Orville Hickock Schell III (born May 20, 1940) is an American sinologist. Since 2007, he has been the Arthur Ross Director of the Asia Society's Center on U.S.-China Relations. He previously served as dean of the University of California, Berkeley's Graduate School of Journalism.

==Early life and education==

Schell's father Orville Hickok Schell, Jr., was a prominent lawyer who headed the New York City Bar Association and also the New York City Ballet. The senior Schell also chaired the human rights group Americas Watch from its founding in 1981 until his death in 1987, co-founded Helsinki Watch, forerunner to Human Rights Watch, and became the namesake of the Orville H. Schell, Jr. Center for International Human Rights at Yale Law School. Orville Schell III is the older brother of writer Jonathan Schell.
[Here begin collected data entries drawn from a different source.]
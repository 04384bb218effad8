//! Debounced, sequence-guarded search session.
//!
//! Input changes coalesce over a quiet period before any lookup runs, and
//! every dispatched lookup carries a sequence number so a stale response can
//! never overwrite a fresher one. All work interleaves on one logical
//! thread; there is no locking here.

use std::sync::Arc;

use celsius_gazetteer::{Gazetteer, RequestSequencer, Suggestion};
use celsius_weather::{WeatherBundle, WeatherProvider};
use tokio::sync::mpsc;
use tokio::time::{Duration, Instant};

/// Quiet period before a pending input value dispatches a search.
pub const DEBOUNCE: Duration = Duration::from_millis(300);

/// Input events fed into the session.
enum SessionInput {
    InputChanged(String),
    Select(String),
}

/// Observable results, already filtered through the sequencing guard.
#[derive(Debug)]
pub enum SessionEvent {
    /// Suggestions for the most recently settled query.
    Suggestions(Vec<Suggestion>),
    /// Weather for the most recently selected place.
    Weather {
        city: String,
        bundle: Box<WeatherBundle>,
    },
    /// User-facing failure message for the most recent selection.
    SearchFailed { city: String, message: &'static str },
}

/// Handle to the session task. Dropping it tears the task down.
pub struct SearchSession {
    input_tx: mpsc::UnboundedSender<SessionInput>,
}

impl SearchSession {
    /// Spawn the session loop over the given gazetteer and provider.
    ///
    /// Returns the input handle and the stream of observable results.
    pub fn spawn(
        gazetteer: Arc<Gazetteer>,
        provider: WeatherProvider,
    ) -> (Self, mpsc::UnboundedReceiver<SessionEvent>) {
        let (input_tx, input_rx) = mpsc::unbounded_channel();
        let (events_tx, events_rx) = mpsc::unbounded_channel();

        tokio::spawn(run(input_rx, events_tx, gazetteer, provider));

        (Self { input_tx }, events_rx)
    }

    /// Report a changed input value; restarts the quiet period.
    pub fn input_changed(&self, text: impl Into<String>) {
        let _ = self.input_tx.send(SessionInput::InputChanged(text.into()));
    }

    /// Request weather for a selected place.
    pub fn select(&self, city: impl Into<String>) {
        let _ = self.input_tx.send(SessionInput::Select(city.into()));
    }
}

async fn run(
    mut input_rx: mpsc::UnboundedReceiver<SessionInput>,
    events_tx: mpsc::UnboundedSender<SessionEvent>,
    gazetteer: Arc<Gazetteer>,
    provider: WeatherProvider,
) {
    let mut suggestion_seq = RequestSequencer::new();
    let mut weather_seq = RequestSequencer::new();

    // Pending input value and its quiet-period deadline.
    let mut pending: Option<(String, Instant)> = None;

    // Completed weather fetches come back tagged with their sequence number.
    type FetchResult = (u64, String, Result<WeatherBundle, celsius_weather::WeatherError>);
    let (fetch_tx, mut fetch_rx) = mpsc::unbounded_channel::<FetchResult>();

    loop {
        let deadline = pending.as_ref().map(|(_, at)| *at);

        tokio::select! {
            maybe_input = input_rx.recv() => {
                match maybe_input {
                    // Handle closed: the hosting view is gone.
                    None => break,
                    Some(SessionInput::InputChanged(text)) => {
                        pending = Some((text, Instant::now() + DEBOUNCE));
                    }
                    Some(SessionInput::Select(city)) => {
                        let seq = weather_seq.begin();
                        let provider = provider.clone();
                        let fetch_tx = fetch_tx.clone();
                        tokio::spawn(async move {
                            let result = provider.fetch_by_city(&city).await;
                            let _ = fetch_tx.send((seq, city, result));
                        });
                    }
                }
            }

            _ = sleep_until_some(deadline), if deadline.is_some() => {
                if let Some((text, _)) = pending.take() {
                    let seq = suggestion_seq.begin();
                    let results = gazetteer.search(&text);
                    if suggestion_seq.accept(seq) {
                        let _ = events_tx.send(SessionEvent::Suggestions(results));
                    }
                }
            }

            Some((seq, city, result)) = fetch_rx.recv() => {
                if !weather_seq.accept(seq) {
                    tracing::debug!("Discarding superseded weather response for {}", city);
                    continue;
                }
                let event = match result {
                    Ok(bundle) => SessionEvent::Weather { city, bundle: Box::new(bundle) },
                    Err(e) => {
                        tracing::warn!("Weather lookup for {} failed: {}", city, e);
                        SessionEvent::SearchFailed { city, message: e.user_message() }
                    }
                };
                let _ = events_tx.send(event);
            }
        }
    }
}

async fn sleep_until_some(deadline: Option<Instant>) {
    match deadline {
        Some(at) => tokio::time::sleep_until(at).await,
        // Guarded out by the `if` on the select arm.
        None => std::future::pending().await,
    }
}

#[cfg(test)]
mod tests {
    #![allow(clippy::unwrap_used, clippy::panic)]
    use super::*;
    use celsius_gazetteer::GazetteerEntry;

    fn entry(name: &str, country: &str) -> GazetteerEntry {
        GazetteerEntry {
            name: name.to_string(),
            country: country.to_string(),
            lat: 0.0,
            lon: 0.0,
        }
    }

    fn test_session() -> (SearchSession, mpsc::UnboundedReceiver<SessionEvent>) {
        let gazetteer = Arc::new(Gazetteer::new(vec![
            entry("London", "GB"),
            entry("Londonderry", "GB"),
            entry("Paris", "FR"),
        ]));
        // Never reached by these tests: nothing is selected.
        let provider = WeatherProvider::new("test-key", "http://127.0.0.1:9").unwrap();
        SearchSession::spawn(gazetteer, provider)
    }

    /// Let the session task observe queued inputs, then move time forward.
    async fn advance(duration: Duration) {
        for _ in 0..4 {
            tokio::task::yield_now().await;
        }
        tokio::time::advance(duration).await;
        for _ in 0..4 {
            tokio::task::yield_now().await;
        }
    }

    #[tokio::test(start_paused = true)]
    async fn rapid_input_coalesces_to_one_search() {
        let (session, mut events) = test_session();
        session.input_changed("lo");
        session.input_changed("lon");
        session.input_changed("lond");

        advance(DEBOUNCE).await;

        let event = events.recv().await.unwrap();
        let SessionEvent::Suggestions(results) = event else {
            panic!("expected suggestions");
        };
        assert_eq!(results.len(), 2);
        assert_eq!(results[0].name, "London");

        // Exactly one event: the earlier inputs never dispatched.
        advance(DEBOUNCE).await;
        assert!(events.try_recv().is_err());
    }

    #[tokio::test(start_paused = true)]
    async fn input_change_restarts_quiet_period() {
        let (session, mut events) = test_session();
        session.input_changed("par");
        advance(Duration::from_millis(200)).await;
        session.input_changed("lon");
        advance(Duration::from_millis(200)).await;

        // 400ms total, but only 200ms since the last change: nothing yet.
        assert!(events.try_recv().is_err());

        advance(Duration::from_millis(100)).await;
        let event = events.recv().await.unwrap();
        let SessionEvent::Suggestions(results) = event else {
            panic!("expected suggestions");
        };
        assert_eq!(results[0].name, "London");
    }

    #[tokio::test(start_paused = true)]
    async fn short_query_settles_to_empty_suggestions() {
        let (session, mut events) = test_session();
        session.input_changed("l");
        advance(DEBOUNCE).await;

        let event = events.recv().await.unwrap();
        let SessionEvent::Suggestions(results) = event else {
            panic!("expected suggestions");
        };
        assert!(results.is_empty());
    }
}
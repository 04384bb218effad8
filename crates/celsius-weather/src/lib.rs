//! Weather service for Celsius
//!
//! Provides current conditions, air quality and forecasts via the
//! OpenWeatherMap API, plus the display formatting helpers and the
//! icon-code-to-theme mapping used by the front end.

pub mod format;
pub mod provider;
pub mod theme;
pub mod types;

pub use provider::WeatherProvider;
pub use theme::{BackgroundTheme, WeatherEffect};
pub use types::*;
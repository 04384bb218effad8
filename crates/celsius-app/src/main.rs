use anyhow::Result;
use celsius_core::Config;

#[tokio::main(flavor = "current_thread")]
async fn main() -> Result<()> {
    // Initialize core
    celsius_core::init()?;

    // Missing credentials abort here, before any request is accepted.
    let (config, _validation) = Config::load_validated()?;

    let app = celsius_app::App::new(&config)?;

    tracing::info!("Celsius application started");
    app.run().await
}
Born in New York City in 1940, Schell attended Pomfret School in Pomfret, Connecticut. After completing his high school education at Pomfret in 1958, Schell began attending Harvard University initially in its Class of 1962. He left Harvard in 1960 to study Chinese at Stanford University. Then from 1961 to 1962, Schell transferred to National Taiwan University to continue his studies in Chinese. While in Taiwan, Schell began writing "Man in Asia" columns for the Boston Globe. He then returned to Harvard and took Asian history, culture and politics courses under John Fairbank and Edwin Reischauer, and completed his bachelor's degree in 1964.

In 1964–65 Schell worked for the Ford Foundation in Jakarta, Indonesia. He then pursued Chinese studies at the University of California, Berkeley, earning a master's degree in 1967, becoming researcher for sociology and history professor Franz Schurmann (head of the school's Center for Chinese Studies) on a three-volume work, The China Reader (1967, Random House). Schell was named as a co-author, establishing him as a China scholar.

Schell continued his graduate studies at University of California, Berkeley, reaching an all but dissertation stage. As anti-Vietnam War protests shook the campus, he became involved in anti-war activism and journalism, and in 1967 he signed the Writers and Editors War Tax Protest pledge, vowing to refuse to pay tax as a protest against the Vietnam War.

==Journalism career==

In 1969 Schell and Schurmann co-founded Pacific News Service (PNS) to create and distribute news and commentary from a broader spectrum of voices, especially viewpoints from abroad. The PNS was critical of the United States’ role in Indochina during the Vietnam War and supportive of establishing diplomatic relations with the PRC.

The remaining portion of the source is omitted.